Work required: Reproduce the entries from their first line up to and including the line with "browser-style hosts, a". Leave out everything after it.

:::::

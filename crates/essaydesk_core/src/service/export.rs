//! Essay export to a shareable text file.
//!
//! # Responsibility
//! - Build `{title}.txt` holding the essay text verbatim as UTF-8.
//! - Hand the file to the host: a download trigger in browser-style hosts, a
//!   documents-directory write plus share sheet in native hosts.
//!
//! # Invariants
//! - Both host paths use [`build_export_file`], so bytes are identical for
//!   the same `(title, text)`.
//! - Titles that would escape the documents directory are rejected before
//!   anything is written.
//! - `export` never panics; failures become an error notice.
//! - Titles are user content: error text and log events name the documents
//!   directory at most, never the file name.

use crate::error::{report_failure, FailureKind};
use crate::notice::UserNotice;
use log::info;
use std::error::Error;
use std::fmt::{Display, Formatter};
use std::io;
use std::path::{Path, PathBuf};

pub const EXPORT_EXTENSION: &str = "txt";
pub const EXPORT_MIME: &str = "text/plain";
pub const EXPORT_SUCCESS_TITLE: &str = "Sucesso";
pub const EXPORT_SUCCESS_MESSAGE: &str = "Arquivo baixado com sucesso.";

pub type ExportResult<T> = Result<T, ExportError>;

/// File export failure.
#[derive(Debug)]
pub enum ExportError {
    /// Title cannot be used as a file name.
    InvalidTitle(String),
    /// Writing the file into `dir` failed.
    Write { dir: PathBuf, source: io::Error },
    /// The native share sheet could not be presented.
    Share(io::Error),
    /// The browser download could not be triggered.
    Download(io::Error),
}

impl Display for ExportError {
    fn fmt(&self, f: &mut Formatter<'_>) -> std::fmt::Result {
        match self {
            Self::InvalidTitle(_) => write!(f, "title cannot be used as a file name"),
            Self::Write { dir, source } => {
                write!(f, "failed to write export file in `{}`: {source}", dir.display())
            }
            Self::Share(err) => write!(f, "failed to open share sheet: {err}"),
            Self::Download(err) => write!(f, "failed to trigger download: {err}"),
        }
    }
}

impl Error for ExportError {
    fn source(&self) -> Option<&(dyn Error + 'static)> {
        match self {
            Self::InvalidTitle(_) => None,
            Self::Write { source, .. } => Some(source),
            Self::Share(err) | Self::Download(err) => Some(err),
        }
    }
}

/// File name plus content for one export.
#[derive(Debug, Clone, PartialEq, Eq)]
pub struct ExportFile {
    pub file_name: String,
    pub contents: Vec<u8>,
}

/// Downloadable object handed to a browser-style host.
#[derive(Debug, Clone, PartialEq, Eq)]
pub struct BrowserDownload {
    pub file: ExportFile,
    pub mime: &'static str,
}

/// Browser-style save dialog.
pub trait DownloadTrigger {
    fn trigger(&self, download: &BrowserDownload) -> io::Result<()>;
}

/// Native share sheet for a file already on disk.
pub trait ShareSheet {
    fn share(&self, path: &Path) -> io::Result<()>;
}

/// Share sheet for hosts without one; the written file is the result.
#[derive(Debug, Default, Clone, Copy)]
pub struct NoShareSheet;

impl ShareSheet for NoShareSheet {
    fn share(&self, _path: &Path) -> io::Result<()> {
        info!("event=export_share module=export status=skipped");
        Ok(())
    }
}

/// Where an export ended up.
#[derive(Debug, Clone, PartialEq, Eq)]
pub enum ExportReceipt {
    Downloaded { file_name: String },
    Shared { path: PathBuf },
}

enum ExportTarget {
    Browser(Box<dyn DownloadTrigger>),
    Native {
        documents_dir: PathBuf,
        share: Box<dyn ShareSheet>,
    },
}

/// Export service bound to one host environment.
pub struct ExportService {
    target: ExportTarget,
}

impl ExportService {
    /// Browser-style host: synthesize a download and trigger a save dialog.
    pub fn browser(trigger: impl DownloadTrigger + 'static) -> Self {
        Self {
            target: ExportTarget::Browser(Box::new(trigger)),
        }
    }

    /// Native host: write into `documents_dir`, then open the share sheet.
    pub fn native(documents_dir: impl Into<PathBuf>, share: impl ShareSheet + 'static) -> Self {
        Self {
            target: ExportTarget::Native {
                documents_dir: documents_dir.into(),
                share: Box::new(share),
            },
        }
    }

    /// Exports and reports typed failures.
    pub fn try_export(&self, title: &str, text: &str) -> ExportResult<ExportReceipt> {
        match &self.target {
            ExportTarget::Browser(trigger) => {
                let download = BrowserDownload {
                    file: build_export_file(title, text)?,
                    mime: EXPORT_MIME,
                };
                trigger.trigger(&download).map_err(ExportError::Download)?;
                Ok(ExportReceipt::Downloaded {
                    file_name: download.file.file_name,
                })
            }
            ExportTarget::Native {
                documents_dir,
                share,
            } => {
                let path = write_export_file(documents_dir, title, text)?;
                share.share(&path).map_err(ExportError::Share)?;
                Ok(ExportReceipt::Shared { path })
            }
        }
    }

    /// Exports and converts the outcome into a notice for the user.
    pub fn export(&self, title: &str, text: &str) -> UserNotice {
        match self.try_export(title, text) {
            Ok(_) => {
                info!(
                    "event=essay_export module=export status=ok bytes={}",
                    text.len()
                );
                UserNotice::info(EXPORT_SUCCESS_TITLE, EXPORT_SUCCESS_MESSAGE)
            }
            Err(err) => report_failure(FailureKind::FileExport, "export", "essay_export", &err),
        }
    }
}

/// Builds the export file for `(title, text)`.
pub fn build_export_file(title: &str, text: &str) -> ExportResult<ExportFile> {
    Ok(ExportFile {
        file_name: export_file_name(title)?,
        contents: text.as_bytes().to_vec(),
    })
}

/// Writes the export file into `dir` and returns its path.
pub fn write_export_file(dir: &Path, title: &str, text: &str) -> ExportResult<PathBuf> {
    let file = build_export_file(title, text)?;
    let path = dir.join(&file.file_name);
    std::fs::create_dir_all(dir)
        .and_then(|()| std::fs::write(&path, &file.contents))
        .map_err(|source| ExportError::Write {
            dir: dir.to_path_buf(),
            source,
        })?;
    Ok(path)
}

/// `{title}.txt`, rejecting titles that are not a single path component.
pub fn export_file_name(title: &str) -> ExportResult<String> {
    let escapes = title.contains(['/', '\\', '\0']) || title == "." || title == "..";
    if escapes {
        return Err(ExportError::InvalidTitle(title.to_string()));
    }
    Ok(format!("{title}.{EXPORT_EXTENSION}"))
}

:::::

Your response:
filename crates/essaydesk_core/src/service/export.rs
//! Essay export to a shareable text file.
//!
//! # Responsibility
//! - Build `{title}.txt` holding the essay text verbatim as UTF-8.
//! - Hand the file to the host: a download trigger in browser-style hosts, a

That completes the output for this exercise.